Algorithmic Health

Algorithmic health is the pattern of using measurement systems, scientific priors, and algorithmic rules to choose health behavior instead of relying on mood, cravings, social defaults, or introspection. bryan johnson’s blueprint protocol is the clearest current example in this wiki: he describes shifting authority from “what sounded good” to body/organ data, with his mind not authorized to override the algorithm.

Components

  • Dense measurement: biomarkers, organ-specific age proxies, sleep, fitness, inflammation, fertility, and environmental/toxin data.
  • Evidence ranking: clinical literature and power-law prioritization of interventions.
  • Delegated decision authority: diet, sleep, exercise, and advanced therapies are selected by protocol rather than desire.
  • Iterative feedback: interventions are re-scored and modified as data changes.
  • Public protocolization: results are shared as routines, products, apps, leaderboards, and community challenges.

Why it matters

The pattern mirrors broader AI-agent and automation themes already in the wiki: humans externalize memory, evaluation, and decision procedures into tool loops.
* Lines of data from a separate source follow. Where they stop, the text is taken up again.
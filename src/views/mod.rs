//! Page views.
//!
//! Resolves a route and the user's query against the content store and produces a
//! [`Page`], which renders either as text or inside a JSON envelope.

mod text;

use serde::Serialize;

use crate::catalog;
use crate::errors::AppError;
use crate::models::{
    CareerPath, ContentStore, ForumPost, IndustryInsight, Job, Record, Scholarship,
    StartupResource, SubjectConnection, UniversityProgram,
};
use crate::query::{Listing, QueryState, ALL};
use crate::routes::{meta_description, Route};

/// How a page is written to stdout.
#[derive(Debug, Clone, Copy, PartialEq, Eq)]
pub enum OutputFormat {
    Text,
    Json,
}

/// What the user asked to see.
#[derive(Debug, Clone)]
pub struct PageRequest {
    pub route: Route,
    pub search: Option<String>,
    pub filters: Vec<(String, String)>,
    pub id: Option<String>,
    /// Reject selector values outside the axis options.
    pub strict: bool,
}

impl PageRequest {
    pub fn new(route: Route) -> Self {
        Self {
            route,
            search: None,
            filters: Vec::new(),
            id: None,
            strict: false,
        }
    }

    pub fn search(mut self, text: impl Into<String>) -> Self {
        self.search = Some(text.into());
        self
    }

    pub fn filter(mut self, axis: impl Into<String>, value: impl Into<String>) -> Self {
        self.filters.push((axis.into(), value.into()));
        self
    }

    pub fn id(mut self, id: impl Into<String>) -> Self {
        self.id = Some(id.into());
        self
    }

    fn has_query(&self) -> bool {
        self.search.is_some() || !self.filters.is_empty()
    }
}

/// A fully resolved page.
#[derive(Debug, Serialize)]
#[serde(rename_all = "camelCase")]
pub struct Page<'a> {
    pub path: &'static str,
    pub title: String,
    pub meta_description: String,
    pub heading: &'static str,
    pub tagline: &'static str,
    pub body: PageBody<'a>,
}

#[derive(Debug, Serialize)]
#[serde(tag = "kind", rename_all = "camelCase")]
pub enum PageBody<'a> {
    Home { features: Vec<Feature> },
    About { sections: &'static [AboutSection] },
    Listing(ListingBody<'a>),
    Detail { record: Entry<'a> },
}

/// One content vertical advertised on the home page.
#[derive(Debug, Serialize)]
#[serde(rename_all = "camelCase")]
pub struct Feature {
    pub title: &'static str,
    pub description: &'static str,
    pub path: &'static str,
    pub records: usize,
}

#[derive(Debug, Serialize)]
#[serde(rename_all = "camelCase")]
pub struct AboutSection {
    pub title: &'static str,
    pub text: &'static str,
}

/// A selector control and its current value.
#[derive(Debug, Serialize)]
#[serde(rename_all = "camelCase")]
pub struct Selector {
    pub axis: &'static str,
    pub options: Vec<&'static str>,
    pub selected: String,
}

/// Filtered records of one listing page.
#[derive(Debug, Serialize)]
#[serde(rename_all = "camelCase")]
pub struct ListingBody<'a> {
    pub search_enabled: bool,
    pub selectors: Vec<Selector>,
    pub query: QueryState,
    pub total: usize,
    pub results: Vec<Entry<'a>>,
    #[serde(skip_serializing_if = "Option::is_none")]
    pub empty_message: Option<&'static str>,
}

/// A borrowed record of any vertical.
#[derive(Debug, Serialize)]
#[serde(untagged)]
pub enum Entry<'a> {
    Forum(&'a ForumPost),
    University(&'a UniversityProgram),
    Career(&'a CareerPath),
    Job(&'a Job),
    Scholarship(&'a Scholarship),
    Insight(&'a IndustryInsight),
    Subject(&'a SubjectConnection),
    Startup(&'a StartupResource),
}

impl Entry<'_> {
    fn record(&self) -> &dyn Record {
        match self {
            Entry::Forum(r) => *r,
            Entry::University(r) => *r,
            Entry::Career(r) => *r,
            Entry::Job(r) => *r,
            Entry::Scholarship(r) => *r,
            Entry::Insight(r) => *r,
            Entry::Subject(r) => *r,
            Entry::Startup(r) => *r,
        }
    }

    pub fn id(&self) -> &str {
        self.record().id()
    }
}

/// Success output envelope.
#[derive(Debug, Serialize)]
pub struct Envelope<T: Serialize> {
    pub success: bool,
    pub data: T,
}

impl<T: Serialize> Envelope<T> {
    pub fn new(data: T) -> Self {
        Self {
            success: true,
            data,
        }
    }
}

/// Build the page for a request.
pub fn build_page<'a>(
    store: &'a ContentStore,
    request: &PageRequest,
) -> Result<Page<'a>, AppError> {
    let route = request.route;
    let meta = route.page();
    tracing::debug!(path = route.path(), "Building page");

    if let Some(id) = &request.id {
        if request.has_query() {
            return Err(AppError::BadRequest(
                "--id cannot be combined with --search/--filter".to_string(),
            ));
        }
        let record = find_entry(store, route, id)?;
        return Ok(Page {
            path: route.path(),
            title: meta.detail_title(&record.record().display_title()),
            meta_description: meta_description(record.record().lead_text()),
            heading: meta.heading,
            tagline: meta.tagline,
            body: PageBody::Detail { record },
        });
    }

    let body = match route {
        Route::Home | Route::About if request.has_query() => {
            return Err(AppError::BadRequest(format!(
                "The {} page has no search or filters",
                route.path()
            )));
        }
        Route::Home => PageBody::Home {
            features: features(store),
        },
        Route::About => PageBody::About {
            sections: ABOUT_SECTIONS,
        },
        Route::Forum => PageBody::Listing(list(
            request,
            &catalog::forum_posts(),
            &store.forum_posts,
            Entry::Forum,
            catalog::FORUM_EMPTY,
        )?),
        Route::Universities => PageBody::Listing(list(
            request,
            &catalog::university_programs(),
            &store.university_programs,
            Entry::University,
            catalog::UNIVERSITIES_EMPTY,
        )?),
        Route::Careers => PageBody::Listing(list(
            request,
            &catalog::career_paths(),
            &store.career_paths,
            Entry::Career,
            catalog::GENERIC_EMPTY,
        )?),
        Route::Jobs => PageBody::Listing(list(
            request,
            &catalog::jobs(),
            &store.jobs,
            Entry::Job,
            catalog::JOBS_EMPTY,
        )?),
        Route::Scholarships => PageBody::Listing(list(
            request,
            &catalog::scholarships(),
            &store.scholarships,
            Entry::Scholarship,
            catalog::SCHOLARSHIPS_EMPTY,
        )?),
        Route::Insights => PageBody::Listing(list(
            request,
            &catalog::industry_insights(),
            &store.industry_insights,
            Entry::Insight,
            catalog::GENERIC_EMPTY,
        )?),
        Route::Subjects => PageBody::Listing(list(
            request,
            &catalog::subject_connections(),
            &store.subject_connections,
            Entry::Subject,
            catalog::GENERIC_EMPTY,
        )?),
        Route::Startups => PageBody::Listing(list(
            request,
            &catalog::startup_resources(),
            &store.startup_resources,
            Entry::Startup,
            catalog::STARTUPS_EMPTY,
        )?),
    };

    Ok(Page {
        path: route.path(),
        title: meta.document_title(),
        meta_description: meta.meta_description.to_string(),
        heading: meta.heading,
        tagline: meta.tagline,
        body,
    })
}

/// Render a page in the requested format.
pub fn render(page: &Page<'_>, format: OutputFormat) -> Result<String, AppError> {
    match format {
        OutputFormat::Text => Ok(page.to_string()),
        OutputFormat::Json => serde_json::to_string_pretty(&Envelope::new(page))
            .map_err(|e| AppError::Internal(format!("Failed to encode page: {}", e))),
    }
}

fn list<'a, T>(
    request: &PageRequest,
    listing: &Listing<T>,
    records: &'a [T],
    wrap: fn(&'a T) -> Entry<'a>,
    empty_message: &'static str,
) -> Result<ListingBody<'a>, AppError> {
    let path = request.route.path();
    let mut query = listing.query();

    if let Some(text) = &request.search {
        if !listing.supports_search() {
            return Err(AppError::BadRequest(format!(
                "The {} page has no search input",
                path
            )));
        }
        query.set_search_text(text.as_str());
    }

    for (axis, value) in &request.filters {
        if listing.axis_named(axis).is_none() {
            return Err(AppError::BadRequest(format!(
                "The {} page has no '{}' filter",
                path, axis
            )));
        }
        query.set_category(axis.as_str(), value.as_str());
    }

    if request.strict {
        listing.validate(&query)?;
    } else {
        for (axis, value) in listing.out_of_range(&query) {
            tracing::warn!(axis, value, "Selected value is not one of the axis options");
        }
    }

    let results: Vec<Entry<'a>> = listing.filter(records, &query).map(wrap).collect();
    tracing::debug!(
        path,
        matched = results.len(),
        total = records.len(),
        "Filtered view computed"
    );

    let selectors = listing
        .axes()
        .iter()
        .map(|axis| Selector {
            axis: axis.name(),
            options: std::iter::once(ALL)
                .chain(axis.options().iter().copied())
                .collect(),
            selected: query.selected(axis.name()).to_string(),
        })
        .collect();

    Ok(ListingBody {
        search_enabled: listing.supports_search(),
        selectors,
        empty_message: results.is_empty().then_some(empty_message),
        query,
        total: records.len(),
        results,
    })
}

fn find_entry<'a>(store: &'a ContentStore, route: Route, id: &str) -> Result<Entry<'a>, AppError> {
    let entry = match route {
        Route::Forum => find(&store.forum_posts, id).map(Entry::Forum),
        Route::Universities => find(&store.university_programs, id).map(Entry::University),
        Route::Careers => find(&store.career_paths, id).map(Entry::Career),
        Route::Jobs => find(&store.jobs, id).map(Entry::Job),
        Route::Scholarships => find(&store.scholarships, id).map(Entry::Scholarship),
        Route::Insights => find(&store.industry_insights, id).map(Entry::Insight),
        Route::Subjects => find(&store.subject_connections, id).map(Entry::Subject),
        Route::Startups => find(&store.startup_resources, id).map(Entry::Startup),
        Route::Home | Route::About => {
            return Err(AppError::BadRequest(format!(
                "The {} page has no records",
                route.path()
            )));
        }
    };

    entry.ok_or_else(|| {
        AppError::NotFound(format!("No record '{}' under {}", id, route.path()))
    })
}

fn find<'a, T: Record>(records: &'a [T], id: &str) -> Option<&'a T> {
    records.iter().find(|record| record.id() == id)
}

fn features(store: &ContentStore) -> Vec<Feature> {
    let stats = store.stats();
    vec![
        Feature {
            title: "Community Forum",
            description: "Discuss technical questions, career guidance, and industry insights with fellow engineers.",
            path: Route::Forum.path(),
            records: stats.forum_posts,
        },
        Feature {
            title: "University Reviews",
            description: "Read honest reviews and comparisons of engineering programs across Pakistan.",
            path: Route::Universities.path(),
            records: stats.university_programs,
        },
        Feature {
            title: "Career Paths",
            description: "Explore different engineering careers and learn from experienced professionals.",
            path: Route::Careers.path(),
            records: stats.career_paths,
        },
        Feature {
            title: "Job Board",
            description: "Find engineering job opportunities across Pakistan in various industries.",
            path: Route::Jobs.path(),
            records: stats.jobs,
        },
        Feature {
            title: "Scholarships",
            description: "Discover scholarship opportunities for undergraduate and graduate studies.",
            path: Route::Scholarships.path(),
            records: stats.scholarships,
        },
        Feature {
            title: "Industry Insights",
            description: "Learn about real-world applications and industry trends from experts.",
            path: Route::Insights.path(),
            records: stats.industry_insights,
        },
        Feature {
            title: "Subject Connections",
            description: "Understand how different subjects connect and apply to real-world problems.",
            path: Route::Subjects.path(),
            records: stats.subject_connections,
        },
        Feature {
            title: "Startup Resources",
            description: "Access resources, funding opportunities, and guidance for tech startups.",
            path: Route::Startups.path(),
            records: stats.startup_resources,
        },
    ]
}

static ABOUT_SECTIONS: &[AboutSection] = &[
    AboutSection {
        title: "Our Mission",
        text: "To create a thriving community where Pakistani engineers can access curated knowledge, connect with experienced professionals, discover opportunities, and develop fulfilling careers in Pakistan.",
    },
    AboutSection {
        title: "Our Vision",
        text: "We envision a Pakistan where engineers are empowered with knowledge, guided by experienced mentors, and equipped to build innovative solutions.",
    },
    AboutSection {
        title: "Community First",
        text: "We believe in the power of community. Engineers helping engineers, sharing knowledge, and supporting each other's growth.",
    },
    AboutSection {
        title: "Expert Knowledge",
        text: "All information is curated and verified by real experts - professionals who have walked the path and achieved success.",
    },
    AboutSection {
        title: "Honest & Transparent",
        text: "We provide honest reviews, realistic expectations, and transparent information about programs, careers, and opportunities.",
    },
    AboutSection {
        title: "Growth Mindset",
        text: "We encourage continuous learning, skill development, and adaptation to industry changes and emerging technologies.",
    },
];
In health, the upside is consistency and measurement discipline; the downside is overfitting to proxies, expensive N=1 intervention stacks, and social/psychological rigidity.

Evaluation checklist

  • Are target metrics clinically meaningful or merely measurable?
  • Are recommendations robust across sex, age, disease state, and baseline fitness?
  • Is there a clear separation between high-confidence basics and experimental therapies?
  • Who audits the algorithm, the evidence ranking, and conflicts of interest?